It is a perspective view of the header tank for heat exchangers manufactured by the method of the present invention. It is explanatory drawing of the height of a protrusion part and the inclination-angle of a side wall part in the tank manufacture of the header tank for heat exchangers manufactured by this invention method. It is a figure which shows the groove part formation process in the tank manufacture of the header tank for heat exchangers manufactured by this invention method. It is a perspective view of the tank in the header tank for heat exchangers. It is a figure which shows the state which the surplus thickness produced by having formed the groove part with the comb-shaped punch in the protrusion part in the tank manufacturing process. It is a figure which shows the process of crushing surplus meat. It is a figure which shows that an influence arises in a post process because there is surplus.

Explanation of symbols

DESCRIPTION OF SYMBOLS 1 ... Tube 2 ... Seat plate 3 ... Caulking claw 4 ... Tank 5 ... Header tank 6 ... Bottom plate part 7 ... Side plate part 9A ... 1st flow path part 9B ... 2nd flow path part 10 ... 1st flow path structure part 11 ... Second flow path component 12 ... ridge 12 A ... side wall 13 ... groove 14 ... surplus 16 ... punch Ha ... final product height of ridge Hb ... height of ridge θa ... side wall in final product Inclination angle θb: Side wall inclination angle

Claims (1)

Two flow path portions (9A, 9A, 9A, 9A, 9A, 9A, and 9B) are formed in an inverted U shape to form a refrigerant flow path on a seat plate (2) in which a tube end (1A) is inserted and fixed to arrange a plurality of tubes (1) at a predetermined interval. 9B) and the flow path portions (9A, 9B) are connected to each other, and the heat formed by attaching a tank (4) provided with a groove portion (13) serving as an insertion portion of each tube end portion (1A). In the tank manufacturing method for the header tank (5) for the exchanger,
In the center of the flat plate, the two flow passage portions (9A, 9B) are separated and a U-shaped cross-section (12) having a contact surface with the seat plate (2) is provided on the tube (1).
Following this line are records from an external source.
//! The allocation side of the tracer: the two backing allocators, the events
//! they produce and the [`tracer::Tracer`] that routes between them.

use libc::{c_void, size_t};

pub mod event;
pub mod locator;
pub mod pool;
pub mod recorder;
pub mod tracer;

/// The C allocation primitives, as implemented by one concrete allocator.
///
/// Implementations follow C semantics: failures are reported as null (with
/// `errno` set), `free(NULL)` does nothing and `realloc(NULL, n)` allocates.
pub trait BackingAllocator {
    /// # Safety
    ///
    /// The same as C `malloc()`.
    unsafe fn malloc(&self, size: size_t) -> *mut c_void;

    /// # Safety
    ///
    /// The same as C `calloc()`.
    unsafe fn calloc(&self, count: size_t, size: size_t) -> *mut c_void;

    /// # Safety
    ///
    /// `ptr` must be null or a live allocation made by this allocator.
    unsafe fn realloc(&self, ptr: *mut c_void, size: size_t) -> *mut c_void;

    /// # Safety
    ///
    /// The same as C `memalign()`.
    unsafe fn memalign(&self, align: size_t, size: size_t) -> *mut c_void;

    /// # Safety
    ///
    /// `ptr` must be null or a live allocation made by this allocator.
    unsafe fn free(&self, ptr: *mut c_void);
}

/// Which allocator owns a block.
#[derive(Clone, Copy, Debug, PartialEq, Eq)]
pub enum Backing {
    Real,
    Pool,
}

/// The alignment that `malloc()` guarantees on every 64-bit glibc target.
pub const MALLOC_ALIGNMENT: usize = 2 * std::mem::size_of::<usize>();

pub(crate) fn set_errno(value: libc::c_int) {
    // SAFETY: `__errno_location()` always returns the calling thread's errno.
    unsafe { *libc::__errno_location() = value }
}
/// Round up `n` to the nearest `to`
pub const fn round_up(n: usize, to: usize) -> usize {
    to * ((n + to - 1) / to)
}

/// Is `align` acceptable to `posix_memalign()`? That is: a non-zero power of
/// two that is also a multiple of `sizeof(void *)`.
pub const fn is_valid_alignment(align: usize) -> bool {
    align != 0 && align.is_power_of_two() && align % std::mem::size_of::<*const ()>() == 0
}

#[cfg(test)]
mod tests {
    use super::*;

    #[test]
    pub fn round_up_computes_correctly() {
        assert_eq!(round_up(0, 16), 0);
        assert_eq!(round_up(1, 16), 16);
        assert_eq!(round_up(16, 16), 16);
        assert_eq!(round_up(4097, 4096), 8192);
    }

    #[test]
    pub fn only_pointer_multiple_powers_of_two_are_valid_alignments() {
        assert!(is_valid_alignment(8));
        assert!(is_valid_alignment(64));
        assert!(is_valid_alignment(4096));
        assert!(!is_valid_alignment(0));
        assert!(!is_valid_alignment(4));
        assert!(!is_valid_alignment(24));
        assert!(!is_valid_alignment(1));
    }
}
//! Publication port for drained domain events.

use super::DomainEvent;
use async_trait::async_trait;
use std::sync::Arc;
use thiserror::Error;

/// Result type for event publication.
pub type EventPublishResult<T> = Result<T, EventPublishError>;

/// Outbound contract for delivering domain events to subscribers.
///
/// Publication is best-effort: callers log failures and carry on, so an
/// implementation must never be relied upon to roll back domain state.
#[async_trait]
pub trait EventPublisher: Send + Sync {
    /// Publishes a single event.
    ///
    /// # Errors
    ///
    /// Returns [`EventPublishError`] when the event could not be delivered.
    async fn publish(&self, event: &DomainEvent) -> EventPublishResult<()>;
}

/// Errors returned by event publisher implementations.
#[derive(Debug, Clone, Error)]
pub enum EventPublishError {
    /// The downstream channel rejected the event.
    #[error("event delivery failed: {0}")]
    Delivery(Arc<dyn std::error::Error + Send + Sync>),
}

impl EventPublishError {
    /// Wraps a delivery failure.
    pub fn delivery(err: impl std::error::Error + Send + Sync + 'static) -> Self {
        Self::Delivery(Arc::new(err))
    }
}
A protrusion forming step for forming in the arrangement direction, and a groove forming step for forming the groove (13) by pushing a comb-like punch (16) into the protrusion (12) after the protrusion forming step; A flow path portion forming step for forming the flow path portions (9A, 9B) by curving both side portions of the ridge portion (12) after the groove portion forming step,
In the ridge portion forming step, the height Hb of the ridge portion (12) is made lower than the height Ha of the final product, and the inclination angle of the side wall portion (12A) of the ridge portion (12). A tank manufacturing method for a header tank for a heat exchanger , wherein θb is an obtuse angle .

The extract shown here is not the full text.